● EXERCISE
Retype, word for word, every line of the records below starting at the one that contains "Ok::<_, OcrError>(parse_language_list(&output))" and ending at the one that contains "impl Default for"; include both of those lines and nothing more.

[Stored entries]

* * *

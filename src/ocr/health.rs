use once_cell::sync::Lazy;
use regex::Regex;
use tokio::process::Command;
use tokio::sync::OnceCell;

use crate::ocr::error::OcrError;

/// `eng`, `chi_sim`, `eng+deu+fra`, ...
static LANGUAGE_PATTERN: Lazy<Regex> =
    Lazy::new(|| Regex::new(r"^[a-z][a-z_]{1,15}(\+[a-z][a-z_]{1,15}){0,4}$").unwrap());

/// Checks the local tesseract installation.
pub struct OcrHealthChecker {
    binary: String,
    languages: OnceCell<Vec<String>>,
}

impl OcrHealthChecker {
    pub fn new() -> Self {
        Self::with_binary("tesseract")
    }

    pub fn with_binary(binary: impl Into<String>) -> Self {
        Self {
            binary: binary.into(),
            languages: OnceCell::new(),
        }
    }

    pub fn binary(&self) -> &str {
        &self.binary
    }

    /// Returns the first line of `tesseract --version`.
    pub async fn check_tesseract_installation(&self) -> Result<String, OcrError> {
        let output = self.run(&["--version"]).await?;
        output
            .lines()
            .map(str::trim)
            .find(|line| !line.is_empty())
            .map(str::to_string)
            .ok_or(OcrError::TesseractNotInstalled)
    }

    /// Installed language packs, cached after the first successful lookup.
    pub async fn installed_languages(&self) -> Result<Vec<String>, OcrError> {
        self.languages
            .get_or_try_init(|| async {
                let output = self.run(&["--list-langs"]).await?;
                Ok::<_, OcrError>(parse_language_list(&output))
            })
            .await
            .cloned()
    }

    /// Validate syntax and make sure every component language is installed.
    pub async fn validate_language_combination(&self, lang: &str) -> Result<(), OcrError> {
        validate_language_syntax(lang)?;

        let installed = self.installed_languages().await?;
        for part in lang.split('+') {
            if !installed.iter().any(|l| l == part) {
                return Err(OcrError::LanguageNotInstalled { lang: part.to_string() });
            }
        }
        Ok(())
    }

    async fn run(&self, args: &[&str]) -> Result<String, OcrError> {
        let output = Command::new(&self.binary)
            .args(args)
            .kill_on_drop(true)
            .output()
            .await
            .map_err(|e| {
                if e.kind() == std::io::ErrorKind::NotFound {
                    OcrError::TesseractNotInstalled
                } else {
                    OcrError::Io(e)
                }
            })?;

        if !output.status.success() {
            return Err(OcrError::InitializationFailed {
                details: format!(
                    "{} {} exited with {}: {}",
                    self.binary,
                    args.join(" "),
                    output.status,
                    String::from_utf8_lossy(&output.stderr).trim()
                ),
            });
        }

        // Older tesseract releases print to stderr
        let mut combined = String::from_utf8_lossy(&output.stdout).into_owned();
        combined.push('\n');
        combined.push_str(&String::from_utf8_lossy(&output.stderr));
        Ok(combined)
    }
}

impl Default for OcrHealthChecker {
    fn default() -> Self {
        Self::new()
    }
}

pub fn validate_language_syntax(lang: &str) -> Result<(), OcrError> {
    if LANGUAGE_PATTERN.is_match(lang) {
        Ok(())
    } else {
        Err(OcrError::InvalidLanguage {
            lang: lang.to_string(),
            details: "expected tesseract language codes such as 'eng' or 'eng+deu'".to_string(),
        })
    }
}

fn parse_language_list(output: &str) -> Vec<String> {
    output
        .lines()
        .map(str::trim)
        .filter(|line| !line.is_empty() && !line.starts_with("List of available languages"))
        .filter(|line| !line.contains(' '))
        .map(str::to_string)
        .collect()
}

#[cfg(test)]
mod tests {
    use super::*;

    #[test]
    fn test_language_syntax() {
        assert!(validate_language_syntax("eng").is_ok());
        assert!(validate_language_syntax("chi_sim").is_ok());
        assert!(validate_language_syntax("eng+deu+fra").is_ok());

        assert!(validate_language_syntax("").is_err());
        assert!(validate_language_syntax("ENG").is_err());
        assert!(validate_language_syntax("eng+").is_err());
        assert!(validate_language_syntax("eng; rm -rf /").is_err());
        assert!(validate_language_syntax("../eng").is_err());
    }

    #[test]
    fn test_parse_language_list() {
        let output = "List of available languages in \"/usr/share/tesseract-ocr/5/tessdata/\" (3):\neng\nosd\nspa\n\n";
        assert_eq!(parse_language_list(output), vec!["eng", "osd", "spa"]);
    }

    #[tokio::test]
    async fn test_missing_binary_reports_not_installed() {
        let checker = OcrHealthChecker::with_binary("definitely-not-tesseract-binary");
        let err = checker.check_tesseract_installation().await.unwrap_err();
        assert!(matches!(err, OcrError::TesseractNotInstalled));
    }
}
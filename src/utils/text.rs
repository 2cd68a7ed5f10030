use once_cell::sync::Lazy;
use regex::Regex;

static HORIZONTAL_WS: Lazy<Regex> = Lazy::new(|| Regex::new(r"[ \t\u{00A0}]+").unwrap());
static BLANK_LINES: Lazy<Regex> = Lazy::new(|| Regex::new(r"\n{3,}").unwrap());

/// Tidy raw OCR/transcript output: collapse runs of spaces, trim every
/// line, and keep at most one blank line between paragraphs.
pub fn normalize_whitespace(raw: &str) -> String {
    let unified = raw.replace("\r\n", "\n").replace('\r', "\n").replace('\u{000C}', "\n");
    let collapsed = HORIZONTAL_WS.replace_all(&unified, " ");
    let trimmed_lines = collapsed
        .lines()
        .map(str::trim)
        .collect::<Vec<_>>()
        .join("\n");
    BLANK_LINES.replace_all(&trimmed_lines, "\n\n").trim().to_string()
}

pub fn word_count(text: &str) -> usize {
    text.split_whitespace().count()
}

/// Truncate to at most `max_chars` characters without splitting a code point.
pub fn truncate_chars(text: &str, max_chars: usize) -> &str {
    match text.char_indices().nth(max_chars) {
        Some((byte_idx, _)) => &text[..byte_idx],
        None => text,
    }
}

#[cfg(test)]
mod tests {
    use super::*;

    #[test]
    fn test_normalize_collapses_spaces_and_blank_lines() {
        let raw = "  Hello   World \r\n\r\n\r\n\r\nThis\tis  a test \n\u{000C}";
        assert_eq!(normalize_whitespace(raw), "Hello World\n\nThis is a test");
    }

    #[test]
    fn test_normalize_blank_input() {
        assert_eq!(normalize_whitespace(" \n \n\t"), "");
    }

    #[test]
    fn test_word_count() {
        assert_eq!(word_count("Hello World\nThis is a test"), 6);
        assert_eq!(word_count(""), 0);
    }

    #[test]
    fn test_truncate_chars_respects_boundaries() {
        assert_eq!(truncate_chars("résumé", 3), "rés");
        assert_eq!(truncate_chars("short", 10), "short");
        assert_eq!(truncate_chars("", 0), "");
    }
}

* * *

● WRITTEN RESPONSE
                Ok::<_, OcrError>(parse_language_list(&output))
            })
            .await
            .cloned()
    }

    /// Validate syntax and make sure every component language is installed.
    pub async fn validate_language_combination(&self, lang: &str) -> Result<(), OcrError> {
        validate_language_syntax(lang)?;

        let installed = self.installed_languages().await?;
        for part in lang.split('+') {
            if !installed.iter().any(|l| l == part) {
                return Err(OcrError::LanguageNotInstalled { lang: part.to_string() });
            }
        }
        Ok(())
    }

    async fn run(&self, args: &[&str]) -> Result<String, OcrError> {
        let output = Command::new(&self.binary)
            .args(args)
            .kill_on_drop(true)
            .output()
            .await
            .map_err(|e| {
                if e.kind() == std::io::ErrorKind::NotFound {
                    OcrError::TesseractNotInstalled
                } else {
                    OcrError::Io(e)
                }
            })?;

        if !output.status.success() {
            return Err(OcrError::InitializationFailed {
                details: format!(
                    "{} {} exited with {}: {}",
                    self.binary,
                    args.join(" "),
                    output.status,
                    String::from_utf8_lossy(&output.stderr).trim()
                ),
            });
        }

        // Older tesseract releases print to stderr
        let mut combined = String::from_utf8_lossy(&output.stdout).into_owned();
        combined.push('\n');
        combined.push_str(&String::from_utf8_lossy(&output.stderr));
        Ok(combined)
    }
}

impl Default for OcrHealthChecker {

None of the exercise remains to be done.